Every Saturday, I drive to the nearby middle school and situate myself in a class full of Chinese kids aged 6 and 7. Why? Because I want to learn Chinese. Out of my own desire, I am enrolled in classes that take up 2 hours of my Sunday. The beauty of these classes to me is not only are they Chinese classes for the Chinese but the students here are placed into classes almost solely based on level or preference, not age. What if our normal schools were like that?

I know high school sophomores who could tutor seniors in calculus, who could teach the Latin class, and who write their own computer programs. These same students are often stuck in classes suitable for their age, but not their ability.

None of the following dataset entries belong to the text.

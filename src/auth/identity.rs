// SPDX-License-Identifier: AGPL-3.0-or-later
//
// Copyright (C) 2026 Relational Network

//! Claimed wallet identity.
//!
//! The address is taken from the request as-is. Nothing here proves the
//! caller controls the wallet.
//!
//! ```rust,ignore
//! async fn create(ClaimedWallet(owner): ClaimedWallet) -> impl IntoResponse {
//!     // owner: Option<WalletAddress>
//! }
//! ```

use std::convert::Infallible;

use axum::{
    extract::FromRequestParts,
    http::{
        header::{AUTHORIZATION, COOKIE},
        request::Parts,
        HeaderMap,
    },
};

use cookie::{time::Duration, Cookie, CookieBuilder, SameSite};

use crate::{error::ApiError, models::WalletAddress};

/// Cookie written on wallet connect and read by the whitelist gate.
pub const WALLET_COOKIE: &str = "wallet-address";

/// Header carrying a claimed address when no bearer credential is sent.
pub const WALLET_HEADER: &str = "x-wallet-address";

/// Lifetime of the wallet cookie (24 hours).
pub const WALLET_COOKIE_MAX_AGE: i64 = 86_400;

const WALLET_NOT_PROVIDED: &str = "Wallet address not provided. Please include address in \
     Authorization header or X-Wallet-Address header.";

fn hex_claim(value: &str) -> Option<WalletAddress> {
    let value = value.trim();
    value.starts_with("0x").then(|| WalletAddress::from(value))
}

/// Address claimed by request headers.
///
/// `Authorization: Bearer 0x…` wins over `X-Wallet-Address: 0x…`; values not
/// starting with `0x` are ignored.
pub fn claimed_address(headers: &HeaderMap) -> Option<WalletAddress> {
    let bearer = headers
        .get(AUTHORIZATION)
        .and_then(|value| value.to_str().ok())
        .and_then(|value| value.strip_prefix("Bearer "))
        .and_then(hex_claim);
    if bearer.is_some() {
        return bearer;
    }

    headers
        .get(WALLET_HEADER)
        .and_then(|value| value.to_str().ok())
        .and_then(hex_claim)
}

/// Address stored in the wallet cookie, used by the gate.
///
/// Values are percent-decoded and stripped of surrounding quotes.
pub fn gate_address(headers: &HeaderMap) -> Option<WalletAddress> {
    headers
        .get_all(COOKIE)
        .iter()
        .filter_map(|header| header.to_str().ok())
        .flat_map(|raw| Cookie::split_parse_encoded(raw))
        .filter_map(Result::ok)
        .filter(|cookie| cookie.name() == WALLET_COOKIE)
        .map(|cookie| cookie.value_trimmed().trim().to_string())
        .find(|value| !value.is_empty())
        .map(WalletAddress::from)
}

fn wallet_cookie(value: String) -> CookieBuilder<'static> {
    Cookie::build((WALLET_COOKIE, value))
        .path("/")
        .same_site(SameSite::Strict)
}

/// `Set-Cookie` value storing a connected wallet.
pub fn wallet_cookie_header(address: &WalletAddress) -> String {
    wallet_cookie(address.as_str().to_string())
        .max_age(Duration::seconds(WALLET_COOKIE_MAX_AGE))
        .build()
        .encoded()
        .to_string()
}

/// `Set-Cookie` value clearing the wallet cookie.
pub fn clear_wallet_cookie_header() -> String {
    wallet_cookie(String::new())
        .removal()
        .build()
        .encoded()
        .to_string()
}

/// Optional claimed wallet; never rejects.
#[derive(Debug, Clone)]
pub struct ClaimedWallet(pub Option<WalletAddress>);

impl ClaimedWallet {
    /// Turn a missing claim into an authentication error.
    pub fn require(self) -> Result<WalletAddress, ApiError> {
        self.0
            .ok_or_else(|| ApiError::unauthenticated(WALLET_NOT_PROVIDED))
    }
}

impl<S: Send + Sync> FromRequestParts<S> for ClaimedWallet {
    type Rejection = Infallible;

    async fn from_request_parts(parts: &mut Parts, _state: &S) -> Result<Self, Self::Rejection> {
        Ok(ClaimedWallet(claimed_address(&parts.headers)))
    }
}

/// Claimed wallet that must be present.
#[derive(Debug, Clone)]
pub struct RequireWallet(pub WalletAddress);

impl<S: Send + Sync> FromRequestParts<S> for RequireWallet {
    type Rejection = ApiError;

    async fn from_request_parts(parts: &mut Parts, _state: &S) -> Result<Self, Self::Rejection> {
        ClaimedWallet(claimed_address(&parts.headers))
            .require()
            .map(RequireWallet)
    }
}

I am thankful that my school is not so much like this. There can be seniors in a freshman language class and sophomores in a senior math class. To the best of their ability, they try to “sort” based on ability.

Why then, is this not the norm? Why is it customary for us to jump through all the hoops at the average pace? What if I want to go through one set of hoops faster than another set? We aren’t all equally talented and or abilities aren’t equal across departments. If so, why are we put through school all at the same pace?

Not being in an environment with your peers is not at all bad, or boring, or uncomfortable and anywhere near as socially awkward as people make it out to be. I can attest to that, because somewhere in the back row, feeling tall for the first time in my life, Chinese, a language of precise tones and complex characters, became fun for me.